> Problem statement
Below are the entries; give again exactly the lines from the one mentioning "READY handshake line." through the one mentioning "binary, then PATH.", inclusive.
>>>>
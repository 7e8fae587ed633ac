// SPDX-License-Identifier: BUSL-1.1
// Copyright (c) 2026 Alfred Jean LLC

//! Service lifecycle handlers.
//!
//! Two failure channels, deliberately distinct: validation errors
//! (unknown service, already active) use the error response, while
//! accepted-but-failed operations return `Lifecycle { success: false }`:
//! the orchestrator tried and the service refused.

use super::ListenCtx;
use flo_core::ErrorKind;
use flo_engine::OrchestratorError;
use flo_wire::Response;
use tokio_util::sync::CancellationToken;

pub(super) async fn handle_start_all(ctx: &ListenCtx, cancel: &CancellationToken) -> Response {
    match ctx.orchestrator.start_all(cancel).await {
        Ok(()) => Response::Lifecycle {
            success: true,
            message: "fleet running".to_string(),
        },
        Err(e) => lifecycle_failure(ctx, "start_all", e),
    }
}

pub(super) async fn handle_stop_all(ctx: &ListenCtx, force: bool) -> Response {
    ctx.orchestrator.stop_all(force).await;
    Response::Lifecycle {
        success: true,
        message: "fleet stopped".to_string(),
    }
}

pub(super) async fn handle_start(ctx: &ListenCtx, service: &str) -> Response {
    match ctx.orchestrator.start_service(service).await {
        Ok(()) => Response::Lifecycle {
            success: true,
            message: format!("{service} running"),
        },
        Err(e) => lifecycle_failure(ctx, "start", e),
    }
}

pub(super) async fn handle_stop(ctx: &ListenCtx, service: &str, force: bool) -> Response {
    match ctx.orchestrator.stop_service(service, force).await {
        Ok(()) => Response::Lifecycle {
            success: true,
            message: format!("{service} stopped"),
        },
        Err(e) => lifecycle_failure(ctx, "stop", e),
    }
}

pub(super) async fn handle_restart(ctx: &ListenCtx, service: &str) -> Response {
    match ctx.orchestrator.restart_service(service).await {
        Ok(()) => Response::Lifecycle {
            success: true,
            message: format!("{service} restarted"),
        },
        Err(e) => lifecycle_failure(ctx, "restart", e),
    }
}

pub(super) fn handle_service_status(ctx: &ListenCtx, service: &str) -> Response {
    match ctx.orchestrator.snapshot(service) {
        Ok(snapshot) => Response::Service { service: snapshot },
        Err(e) => Response::error(e.kind(), e.to_string()),
    }
}

/// Route an orchestrator failure to the right channel.
///
/// Validation and not-found failures return immediately with no side
/// effects; accepted-but-failed operations are recorded in the admin
/// error ring before being reported.
fn lifecycle_failure(ctx: &ListenCtx, operation: &str, error: OrchestratorError) -> Response {
    let kind = error.kind();
    match kind {
        // The request itself was unacceptable.
        ErrorKind::NotFound | ErrorKind::AlreadyActive | ErrorKind::Cancelled => {
            Response::error(kind, error.to_string())
        }
        // Accepted, attempted, refused.
        _ => {
            let service = match &error {
                OrchestratorError::DependencyTimeout { service: name, .. }
                | OrchestratorError::PortConflict { service: name, .. }
                | OrchestratorError::StartFailed { service: name, .. } => name.clone(),
                _ => String::new(),
            };
            ctx.admin
                .record_error(&service, operation, kind, &error.to_string(), "");
            Response::Lifecycle {
                success: false,
                message: error.to_string(),
            }
        }
    }
}
// SPDX-License-Identifier: BUSL-1.1
// Copyright (c) 2026 Alfred Jean LLC

//! flo - Flotilla CLI
//!
//! Thin client over the daemon's Unix-socket protocol.

// Allow panic!/unwrap/expect in test code
#![cfg_attr(test, allow(clippy::panic))]
#![cfg_attr(test, allow(clippy::unwrap_used))]
#![cfg_attr(test, allow(clippy::expect_used))]

mod client;
mod commands;
mod daemon_process;
mod env;
mod output;

use anyhow::Result;
use clap::{Parser, Subcommand};
use output::OutputFormat;

use crate::client::DaemonClient;

#[derive(Parser)]
#[command(
    name = "flo",
    version,
    about = "Flotilla - a control plane for your local AI service fleet"
)]
struct Cli {
    /// Output format
    #[arg(
        short = 'o',
        long = "output",
        value_enum,
        default_value_t,
        global = true
    )]
    output: OutputFormat,

    #[command(subcommand)]
    command: Commands,
}

#[derive(Subcommand)]
enum Commands {
    /// Start the whole fleet in dependency order
    Up,

    /// Stop the whole fleet in reverse order
    Down {
        /// Skip the graceful phase
        #[arg(long)]
        force: bool,
    },

    /// Start one managed service
    Start { service: String },

    /// Stop one managed service
    Stop {
        service: String,
        /// Skip the graceful phase
        #[arg(long)]
        force: bool,
    },

    /// Restart one managed service
    Restart { service: String },

    /// Show one service, or the whole fleet
    Status { service: Option<String> },

    /// Follow lifecycle events as they happen
    Watch,

    /// Fleet overview: buckets, rates, recent errors
    Overview,

    /// Orchestrator state plus every service snapshot
    Health,

    /// Request counters
    Metrics,

    /// Recent request errors
    Errors {
        /// Only the most recent N
        #[arg(long)]
        limit: Option<usize>,
    },

    /// Send one request to a downstream service
    Exec {
        service: String,
        operation: String,
        /// JSON payload (defaults to null)
        #[arg(long)]
        payload: Option<String>,
        /// Deadline in milliseconds
        #[arg(long)]
        timeout_ms: Option<u64>,
    },

    /// Discovery registry operations
    #[command(subcommand)]
    Registry(commands::registry::RegistryCommand),

    /// Pipeline definitions and executions
    #[command(subcommand)]
    Pipeline(commands::pipeline::PipelineCommand),

    /// Daemon lifecycle
    #[command(subcommand)]
    Daemon(commands::daemon::DaemonCommand),
}

#[tokio::main]
async fn main() -> Result<()> {
    let cli = Cli::parse();
    let client = DaemonClient::new()?;

    match cli.command {
        Commands::Up => commands::service::up(&client, cli.output).await,
        Commands::Down { force } => commands::service::down(&client, force, cli.output).await,
        Commands::Start { service } => {
            commands::service::start(&client, &service, cli.output).await
        }
        Commands::Stop { service, force } => {
            commands::service::stop(&client, &service, force, cli.output).await
        }
        Commands::Restart { service } => {
            commands::service::restart(&client, &service, cli.output).await
        }
        Commands::Status { service } => {
            commands::service::status(&client, service.as_deref(), cli.output).await
        }
        Commands::Watch => commands::service::watch(&client).await,
        Commands::Overview => commands::system::overview(&client, cli.output).await,
        Commands::Health => commands::system::health(&client, cli.output).await,
        Commands::Metrics => commands::system::metrics(&client, cli.output).await,
        Commands::Errors { limit } => commands::system::errors(&client, limit, cli.output).await,
        Commands::Exec {
            service,
            operation,
            payload,
            timeout_ms,
        } => {
            commands::system::exec(
                &client,
                &service,
                &operation,
                payload.as_deref(),
                timeout_ms,
                cli.output,
            )
            .await
        }
        Commands::Registry(command) => commands::registry::run(&client, command, cli.output).await,
        Commands::Pipeline(command) => commands::pipeline::run(&client, command, cli.output).await,
        Commands::Daemon(command) => commands::daemon::run(&client, command, cli.output).await,
    }
}
// SPDX-License-Identifier: BUSL-1.1
// Copyright (c) 2026 Alfred Jean LLC

//! Pipeline CRUD and execution handlers.

use super::ListenCtx;
use flo_core::{ErrorKind, Pipeline};
use flo_engine::PipelineError;
use flo_wire::Response;
use tokio_util::sync::CancellationToken;

fn kind_of(error: &PipelineError) -> ErrorKind {
    match error {
        PipelineError::MissingId | PipelineError::DuplicateStep(_) => ErrorKind::InvalidArgument,
        PipelineError::NotFound(_) | PipelineError::ExecutionNotFound(_) => ErrorKind::NotFound,
    }
}

// Pipeline registry failures are all validation or not-found: they
// return immediately with no side effects (step failures inside an
// execution are recorded by dispatch instead).
fn failure(error: PipelineError) -> Response {
    Response::error(kind_of(&error), error.to_string())
}

pub(super) fn handle_create(ctx: &ListenCtx, pipeline: Pipeline) -> Response {
    match ctx.pipelines.register(pipeline) {
        Ok(stored) => Response::Pipeline { pipeline: stored },
        Err(e) => failure(e),
    }
}

pub(super) fn handle_get(ctx: &ListenCtx, id: &str) -> Response {
    match ctx.pipelines.get(id) {
        Ok(pipeline) => Response::Pipeline { pipeline },
        Err(e) => failure(e),
    }
}

pub(super) fn handle_delete(ctx: &ListenCtx, id: &str) -> Response {
    match ctx.pipelines.delete(id) {
        Ok(()) => Response::Ok,
        Err(e) => failure(e),
    }
}

pub(super) async fn handle_execute(
    ctx: &ListenCtx,
    id: &str,
    input: serde_json::Value,
    cancel: &CancellationToken,
) -> Response {
    match ctx.pipelines.execute(id, input, cancel).await {
        Ok(execution) => Response::Execution { execution },
        Err(e) => failure(e),
    }
}

pub(super) fn handle_get_execution(ctx: &ListenCtx, id: &str) -> Response {
    match ctx.pipelines.get_execution(id) {
        Ok(execution) => Response::Execution { execution },
        Err(e) => failure(e),
    }
}
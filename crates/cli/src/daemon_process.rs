// SPDX-License-Identifier: BUSL-1.1
// Copyright (c) 2026 Alfred Jean LLC

//! Daemon process management: locate `flod`, spawn it detached, wait
//! for its READY handshake line.

use anyhow::{bail, Context, Result};
use std::path::{Path, PathBuf};
use std::process::Stdio;
use std::time::Duration;
use tokio::io::{AsyncBufReadExt, BufReader};

/// How long to wait for READY after spawning.
const STARTUP_WAIT: Duration = Duration::from_secs(10);

/// Locate the daemon binary: explicit override, then a sibling of the
/// CLI binary, then PATH.
fn find_daemon_binary() -> PathBuf {
    if let Some(explicit) = crate::env::daemon_binary() {
        return explicit;
    }
    if let Ok(current) = std::env::current_exe() {
        let sibling = current.with_file_name("flod");
        if sibling.exists() {
            return sibling;
        }
    }
    PathBuf::from("flod")
}

/// Spawn the daemon when the socket is absent and wait until it
/// answers READY.
pub async fn ensure_running(socket_path: &Path) -> Result<()> {
    if socket_path.exists() {
        return Ok(());
    }

    let binary = find_daemon_binary();
    let mut child = tokio::process::Command::new(&binary)
        .stdin(Stdio::null())
        .stdout(Stdio::piped())
        .stderr(Stdio::null())
        .spawn()
        .with_context(|| format!("spawn daemon {}", binary.display()))?;

    let stdout = child
        .stdout
        .take()
        .context("daemon stdout unavailable")?;
    let mut lines = BufReader::new(stdout).lines();

    let ready = tokio::time::timeout(STARTUP_WAIT, async {
        while let Ok(Some(line)) = lines.next_line().await {
            if line.trim() == "READY" {
                return true;
            }
        }
        false
    })
    .await;

    match ready {
        Ok(true) => {
            // The daemon owns its own lifetime from here; keep reading
            // nothing, just let the pipe close with us.
            eprintln!("started flod ({})", binary.display());
            Ok(())
        }
        Ok(false) => bail!("flod exited before becoming ready"),
        Err(_) => bail!("flod did not become ready within {STARTUP_WAIT:?}"),
    }
}
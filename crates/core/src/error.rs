// SPDX-License-Identifier: BUSL-1.1
// Copyright (c) 2026 Alfred Jean LLC

//! The error taxonomy surfaced uniformly across the control plane.
//!
//! Each kind maps onto one RPC status code on the wire. Crate-local
//! error enums (config, supervisor, engine, protocol) convert into a
//! kind at the facade boundary.

use serde::{Deserialize, Serialize};

/// Uniform error classification.
#[derive(Debug, Clone, Copy, PartialEq, Eq, Hash, Serialize, Deserialize)]
#[serde(rename_all = "snake_case")]
pub enum ErrorKind {
    /// Request validation failed (empty name, unknown field value).
    InvalidArgument,
    /// Unknown identifier (service, pipeline, registry entry).
    NotFound,
    /// Start requested for a service already Starting or Running.
    AlreadyActive,
    /// Internal-dependency wait timed out, or a pipeline step's
    /// dependency produced no output.
    DependencyUnsatisfied,
    /// Required external probe failed at startup.
    ExternalDependencyUnavailable,
    /// Occupying process could not be adopted or evicted.
    PortConflict,
    /// Start retries exhausted.
    StartFailed,
    /// A deadline elapsed.
    DeadlineExceeded,
    /// Cooperative cancellation observed.
    Cancelled,
    /// Everything else; accompanied by a log line.
    Internal,
}

impl ErrorKind {
    /// Stable wire code for this kind.
    pub fn code(self) -> &'static str {
        match self {
            ErrorKind::InvalidArgument => "invalid_argument",
            ErrorKind::NotFound => "not_found",
            ErrorKind::AlreadyActive => "already_active",
            ErrorKind::DependencyUnsatisfied => "dependency_unsatisfied",
            ErrorKind::ExternalDependencyUnavailable => "external_dependency_unavailable",
            ErrorKind::PortConflict => "port_conflict",
            ErrorKind::StartFailed => "start_failed",
            ErrorKind::DeadlineExceeded => "deadline_exceeded",
            ErrorKind::Cancelled => "cancelled",
            ErrorKind::Internal => "internal",
        }
    }
}

impl std::fmt::Display for ErrorKind {
    fn fmt(&self, f: &mut std::fmt::Formatter<'_>) -> std::fmt::Result {
        write!(f, "{}", self.code())
    }
}

#[cfg(test)]
#[path = "error_tests.rs"]
mod tests;
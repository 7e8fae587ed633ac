// SPDX-License-Identifier: BUSL-1.1
// Copyright (c) 2026 Alfred Jean LLC

//! Lifecycle states for managed services and the orchestrator.
//!
//! Two views exist: [`ServiceState`] is the supervisor's internal state
//! machine, and [`ServiceStatus`] is the merged wire-level view that
//! folds the healthy flag into the Running state (`HEALTHY` vs
//! `UNHEALTHY`). Wire discriminants are part of the protocol and must
//! not change.

use serde::{Deserialize, Serialize};

/// Internal lifecycle state of a managed service.
#[derive(Debug, Clone, Copy, PartialEq, Eq, Hash, Serialize, Deserialize, Default)]
#[serde(rename_all = "snake_case")]
pub enum ServiceState {
    #[default]
    Unknown,
    Stopped,
    Starting,
    Running,
    Stopping,
    Failed,
}

impl ServiceState {
    /// A service in an active state cannot be started again.
    pub fn is_active(self) -> bool {
        matches!(self, ServiceState::Starting | ServiceState::Running)
    }

    /// Wire-level view of this state given the healthy flag.
    pub fn status(self, healthy: bool) -> ServiceStatus {
        match self {
            ServiceState::Unknown => ServiceStatus::Unknown,
            ServiceState::Stopped => ServiceStatus::Stopped,
            ServiceState::Starting => ServiceStatus::Starting,
            ServiceState::Running if healthy => ServiceStatus::Healthy,
            ServiceState::Running => ServiceStatus::Unhealthy,
            ServiceState::Stopping => ServiceStatus::Stopping,
            ServiceState::Failed => ServiceStatus::Failed,
        }
    }
}

impl std::fmt::Display for ServiceState {
    fn fmt(&self, f: &mut std::fmt::Formatter<'_>) -> std::fmt::Result {
        let s = match self {
            ServiceState::Unknown => "unknown",
            ServiceState::Stopped => "stopped",
            ServiceState::Starting => "starting",
            ServiceState::Running => "running",
            ServiceState::Stopping => "stopping",
            ServiceState::Failed => "failed",
        };
        write!(f, "{s}")
    }
}

/// Wire-level service status.
#[derive(Debug, Clone, Copy, PartialEq, Eq, Hash, Serialize, Deserialize, Default)]
pub enum ServiceStatus {
    #[default]
    #[serde(rename = "UNKNOWN")]
    Unknown,
    #[serde(rename = "STARTING")]
    Starting,
    #[serde(rename = "HEALTHY")]
    Healthy,
    #[serde(rename = "STOPPING")]
    Stopping,
    #[serde(rename = "STOPPED")]
    Stopped,
    #[serde(rename = "FAILED")]
    Failed,
    #[serde(rename = "UNHEALTHY")]
    Unhealthy,
}

impl std::fmt::Display for ServiceStatus {
    fn fmt(&self, f: &mut std::fmt::Formatter<'_>) -> std::fmt::Result {
        let s = match self {
            ServiceStatus::Unknown => "UNKNOWN",
            ServiceStatus::Starting => "STARTING",
            ServiceStatus::Healthy => "HEALTHY",
            ServiceStatus::Stopping => "STOPPING",
            ServiceStatus::Stopped => "STOPPED",
            ServiceStatus::Failed => "FAILED",
            ServiceStatus::Unhealthy => "UNHEALTHY",
        };
        write!(f, "{s}")
    }
}

/// Wire-level orchestrator state.
#[derive(Debug, Clone, Copy, PartialEq, Eq, Serialize, Deserialize, Default)]
pub enum OrchestratorState {
    #[default]
    #[serde(rename = "UNKNOWN")]
    Unknown,
    #[serde(rename = "STARTING")]
    Starting,
    #[serde(rename = "RUNNING")]
    Running,
    #[serde(rename = "STOPPING")]
    Stopping,
    #[serde(rename = "STOPPED")]
    Stopped,
}

impl std::fmt::Display for OrchestratorState {
    fn fmt(&self, f: &mut std::fmt::Formatter<'_>) -> std::fmt::Result {
        let s = match self {
            OrchestratorState::Unknown => "UNKNOWN",
            OrchestratorState::Starting => "STARTING",
            OrchestratorState::Running => "RUNNING",
            OrchestratorState::Stopping => "STOPPING",
            OrchestratorState::Stopped => "STOPPED",
        };
        write!(f, "{s}")
    }
}

/// Coherent point-in-time snapshot of a managed service.
///
/// Produced under the per-service lock so state, pid and timestamps
/// are never torn across fields.
#[derive(Debug, Clone, PartialEq, Serialize, Deserialize)]
pub struct ServiceSnapshot {
    pub name: String,
    pub state: ServiceState,
    pub status: ServiceStatus,
    /// Process-group id when running and owned; 0 for adopted
    /// processes whose real pid is unknown.
    pub pid: u32,
    /// Epoch ms; 0 when not running.
    pub started_at_ms: u64,
    pub restart_count: u32,
    pub healthy: bool,
    pub adopted: bool,
    #[serde(default, skip_serializing_if = "Option::is_none")]
    pub last_error: Option<String>,
    /// Epoch ms of the most recent probe; 0 before the first probe.
    #[serde(default)]
    pub last_health_check_ms: u64,
}

#[cfg(test)]
#[path = "state_tests.rs"]
mod tests;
<<<<
> Exercise output
//! for its READY handshake line.

use anyhow::{bail, Context, Result};
use std::path::{Path, PathBuf};
use std::process::Stdio;
use std::time::Duration;
use tokio::io::{AsyncBufReadExt, BufReader};

/// How long to wait for READY after spawning.
const STARTUP_WAIT: Duration = Duration::from_secs(10);

/// Locate the daemon binary: explicit override, then a sibling of the
/// CLI binary, then PATH.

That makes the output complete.